== Problem description ==
Pick every line with "offset" from the material below.

== Given information ==
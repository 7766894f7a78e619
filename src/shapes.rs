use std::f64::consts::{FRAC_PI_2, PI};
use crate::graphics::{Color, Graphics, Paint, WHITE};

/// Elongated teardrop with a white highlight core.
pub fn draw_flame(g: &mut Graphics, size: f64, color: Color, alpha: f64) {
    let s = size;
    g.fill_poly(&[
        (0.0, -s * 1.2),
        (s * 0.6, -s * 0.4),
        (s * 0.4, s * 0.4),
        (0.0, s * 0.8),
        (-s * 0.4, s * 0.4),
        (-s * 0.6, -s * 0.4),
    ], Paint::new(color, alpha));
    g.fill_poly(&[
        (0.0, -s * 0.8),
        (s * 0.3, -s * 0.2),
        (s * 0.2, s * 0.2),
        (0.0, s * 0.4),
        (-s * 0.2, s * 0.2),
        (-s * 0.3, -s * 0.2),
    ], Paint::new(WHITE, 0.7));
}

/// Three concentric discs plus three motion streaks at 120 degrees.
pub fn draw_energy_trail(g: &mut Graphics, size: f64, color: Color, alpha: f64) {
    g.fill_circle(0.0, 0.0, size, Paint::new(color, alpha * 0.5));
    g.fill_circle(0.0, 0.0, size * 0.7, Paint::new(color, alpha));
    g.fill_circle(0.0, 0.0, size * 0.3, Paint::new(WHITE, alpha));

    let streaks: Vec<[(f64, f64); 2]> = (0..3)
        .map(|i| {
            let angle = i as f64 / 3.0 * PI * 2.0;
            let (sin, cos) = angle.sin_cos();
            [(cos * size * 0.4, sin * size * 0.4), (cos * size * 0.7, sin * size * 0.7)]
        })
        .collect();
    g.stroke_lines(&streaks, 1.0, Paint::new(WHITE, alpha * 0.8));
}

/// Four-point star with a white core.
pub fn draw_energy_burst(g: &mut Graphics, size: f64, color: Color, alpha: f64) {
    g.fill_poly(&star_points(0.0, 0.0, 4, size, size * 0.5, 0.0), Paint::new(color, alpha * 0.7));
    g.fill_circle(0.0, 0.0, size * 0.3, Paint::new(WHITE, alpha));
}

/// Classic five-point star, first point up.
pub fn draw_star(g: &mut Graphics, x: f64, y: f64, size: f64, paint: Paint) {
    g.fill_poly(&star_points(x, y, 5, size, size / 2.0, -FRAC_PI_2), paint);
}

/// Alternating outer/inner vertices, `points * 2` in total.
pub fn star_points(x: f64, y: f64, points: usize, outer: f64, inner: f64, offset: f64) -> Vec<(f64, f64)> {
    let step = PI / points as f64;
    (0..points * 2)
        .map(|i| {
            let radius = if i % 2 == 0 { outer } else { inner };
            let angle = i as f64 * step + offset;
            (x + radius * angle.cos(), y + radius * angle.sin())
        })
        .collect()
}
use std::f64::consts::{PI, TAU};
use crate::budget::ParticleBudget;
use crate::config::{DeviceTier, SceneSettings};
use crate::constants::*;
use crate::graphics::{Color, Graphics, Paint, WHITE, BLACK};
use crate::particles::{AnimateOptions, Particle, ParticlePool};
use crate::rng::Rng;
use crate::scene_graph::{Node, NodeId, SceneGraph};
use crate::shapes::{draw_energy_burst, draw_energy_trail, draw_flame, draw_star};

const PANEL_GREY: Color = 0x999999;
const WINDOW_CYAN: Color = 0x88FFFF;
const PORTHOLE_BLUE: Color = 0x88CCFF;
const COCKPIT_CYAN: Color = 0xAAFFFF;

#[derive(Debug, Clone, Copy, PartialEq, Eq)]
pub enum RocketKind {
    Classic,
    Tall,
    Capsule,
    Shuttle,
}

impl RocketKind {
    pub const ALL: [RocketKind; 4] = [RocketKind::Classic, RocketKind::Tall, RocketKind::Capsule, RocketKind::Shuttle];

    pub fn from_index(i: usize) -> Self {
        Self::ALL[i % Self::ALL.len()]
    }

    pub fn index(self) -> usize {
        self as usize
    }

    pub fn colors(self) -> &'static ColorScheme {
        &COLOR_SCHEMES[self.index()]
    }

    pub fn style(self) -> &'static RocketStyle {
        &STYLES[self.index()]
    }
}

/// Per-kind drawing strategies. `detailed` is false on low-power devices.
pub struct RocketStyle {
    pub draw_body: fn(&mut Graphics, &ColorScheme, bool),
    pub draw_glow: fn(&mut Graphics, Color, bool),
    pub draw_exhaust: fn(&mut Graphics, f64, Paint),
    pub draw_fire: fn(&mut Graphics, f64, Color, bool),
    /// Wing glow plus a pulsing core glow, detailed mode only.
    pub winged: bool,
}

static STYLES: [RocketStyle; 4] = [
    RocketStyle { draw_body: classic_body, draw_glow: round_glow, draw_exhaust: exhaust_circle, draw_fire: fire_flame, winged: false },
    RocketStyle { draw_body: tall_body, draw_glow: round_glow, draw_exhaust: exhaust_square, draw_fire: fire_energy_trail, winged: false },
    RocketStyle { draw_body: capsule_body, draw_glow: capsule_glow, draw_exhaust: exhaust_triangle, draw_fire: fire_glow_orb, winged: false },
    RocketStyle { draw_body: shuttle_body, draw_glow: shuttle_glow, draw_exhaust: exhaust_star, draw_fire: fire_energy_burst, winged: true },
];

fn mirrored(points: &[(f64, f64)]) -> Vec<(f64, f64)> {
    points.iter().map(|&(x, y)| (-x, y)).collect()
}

* * *

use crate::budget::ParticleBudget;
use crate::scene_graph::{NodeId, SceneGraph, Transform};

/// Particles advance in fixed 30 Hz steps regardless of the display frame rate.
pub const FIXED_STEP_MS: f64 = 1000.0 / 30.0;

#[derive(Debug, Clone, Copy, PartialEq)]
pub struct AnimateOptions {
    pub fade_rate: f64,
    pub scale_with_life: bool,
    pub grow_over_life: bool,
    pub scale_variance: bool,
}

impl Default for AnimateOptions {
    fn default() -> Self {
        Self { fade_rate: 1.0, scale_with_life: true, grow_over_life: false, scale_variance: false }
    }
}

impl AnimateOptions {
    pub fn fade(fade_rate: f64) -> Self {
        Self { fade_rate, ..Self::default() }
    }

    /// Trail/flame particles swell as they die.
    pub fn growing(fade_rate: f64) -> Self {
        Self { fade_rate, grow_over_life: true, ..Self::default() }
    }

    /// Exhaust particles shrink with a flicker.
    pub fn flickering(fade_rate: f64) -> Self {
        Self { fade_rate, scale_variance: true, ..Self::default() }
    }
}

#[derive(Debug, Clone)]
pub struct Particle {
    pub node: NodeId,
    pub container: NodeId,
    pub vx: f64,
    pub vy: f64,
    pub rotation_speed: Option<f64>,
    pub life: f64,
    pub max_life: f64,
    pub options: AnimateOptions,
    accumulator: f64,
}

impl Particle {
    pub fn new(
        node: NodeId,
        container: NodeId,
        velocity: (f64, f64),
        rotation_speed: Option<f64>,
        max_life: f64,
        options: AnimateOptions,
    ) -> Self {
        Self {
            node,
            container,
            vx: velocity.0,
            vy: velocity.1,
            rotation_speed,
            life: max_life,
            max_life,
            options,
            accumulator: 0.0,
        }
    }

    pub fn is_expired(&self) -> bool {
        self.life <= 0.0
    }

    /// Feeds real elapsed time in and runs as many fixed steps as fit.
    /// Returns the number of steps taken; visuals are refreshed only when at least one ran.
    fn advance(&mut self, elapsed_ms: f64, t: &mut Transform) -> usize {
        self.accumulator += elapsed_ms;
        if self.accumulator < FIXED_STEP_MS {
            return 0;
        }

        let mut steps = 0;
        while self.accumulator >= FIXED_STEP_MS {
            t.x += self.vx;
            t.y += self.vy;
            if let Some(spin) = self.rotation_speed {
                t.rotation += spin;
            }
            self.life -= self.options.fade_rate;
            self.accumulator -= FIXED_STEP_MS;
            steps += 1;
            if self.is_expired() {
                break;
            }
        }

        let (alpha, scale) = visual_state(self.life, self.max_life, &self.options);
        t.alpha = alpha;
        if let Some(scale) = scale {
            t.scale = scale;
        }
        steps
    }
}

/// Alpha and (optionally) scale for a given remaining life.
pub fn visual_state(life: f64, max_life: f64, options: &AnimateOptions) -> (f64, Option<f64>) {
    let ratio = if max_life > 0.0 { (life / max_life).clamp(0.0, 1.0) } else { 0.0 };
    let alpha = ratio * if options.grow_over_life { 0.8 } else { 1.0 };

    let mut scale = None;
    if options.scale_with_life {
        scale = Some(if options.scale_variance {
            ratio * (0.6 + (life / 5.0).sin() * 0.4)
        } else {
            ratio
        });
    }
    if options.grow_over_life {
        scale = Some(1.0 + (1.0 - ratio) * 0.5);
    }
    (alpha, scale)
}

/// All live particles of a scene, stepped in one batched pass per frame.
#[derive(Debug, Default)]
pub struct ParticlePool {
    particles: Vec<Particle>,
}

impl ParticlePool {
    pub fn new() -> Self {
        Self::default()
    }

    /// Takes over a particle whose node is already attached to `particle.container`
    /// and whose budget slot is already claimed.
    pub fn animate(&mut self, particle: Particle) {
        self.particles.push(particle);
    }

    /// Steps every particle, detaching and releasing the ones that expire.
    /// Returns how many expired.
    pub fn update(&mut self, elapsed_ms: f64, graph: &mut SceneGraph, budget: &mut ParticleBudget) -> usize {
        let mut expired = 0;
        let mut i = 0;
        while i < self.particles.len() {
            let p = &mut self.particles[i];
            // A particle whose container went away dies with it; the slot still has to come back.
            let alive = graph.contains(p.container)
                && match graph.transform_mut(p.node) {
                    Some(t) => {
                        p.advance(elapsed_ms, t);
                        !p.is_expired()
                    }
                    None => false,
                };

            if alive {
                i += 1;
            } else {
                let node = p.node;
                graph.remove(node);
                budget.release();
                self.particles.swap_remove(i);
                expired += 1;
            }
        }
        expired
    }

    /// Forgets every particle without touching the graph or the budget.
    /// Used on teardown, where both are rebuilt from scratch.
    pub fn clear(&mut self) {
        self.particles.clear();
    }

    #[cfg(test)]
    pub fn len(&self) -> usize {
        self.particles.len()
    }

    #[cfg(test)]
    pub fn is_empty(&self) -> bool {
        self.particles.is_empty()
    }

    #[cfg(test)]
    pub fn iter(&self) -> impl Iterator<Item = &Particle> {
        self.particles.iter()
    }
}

...

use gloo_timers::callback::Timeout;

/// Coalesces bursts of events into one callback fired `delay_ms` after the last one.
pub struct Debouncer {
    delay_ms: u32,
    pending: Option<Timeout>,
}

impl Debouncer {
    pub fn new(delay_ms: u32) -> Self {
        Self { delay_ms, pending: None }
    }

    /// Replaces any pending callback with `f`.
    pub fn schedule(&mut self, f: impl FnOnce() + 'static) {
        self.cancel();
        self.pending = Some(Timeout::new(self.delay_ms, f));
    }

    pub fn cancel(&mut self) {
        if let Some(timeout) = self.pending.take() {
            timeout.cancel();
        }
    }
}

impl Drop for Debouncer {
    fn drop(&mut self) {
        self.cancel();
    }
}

== Output for this exercise ==
pub fn star_points(x: f64, y: f64, points: usize, outer: f64, inner: f64, offset: f64) -> Vec<(f64, f64)> {
            let angle = i as f64 * step + offset;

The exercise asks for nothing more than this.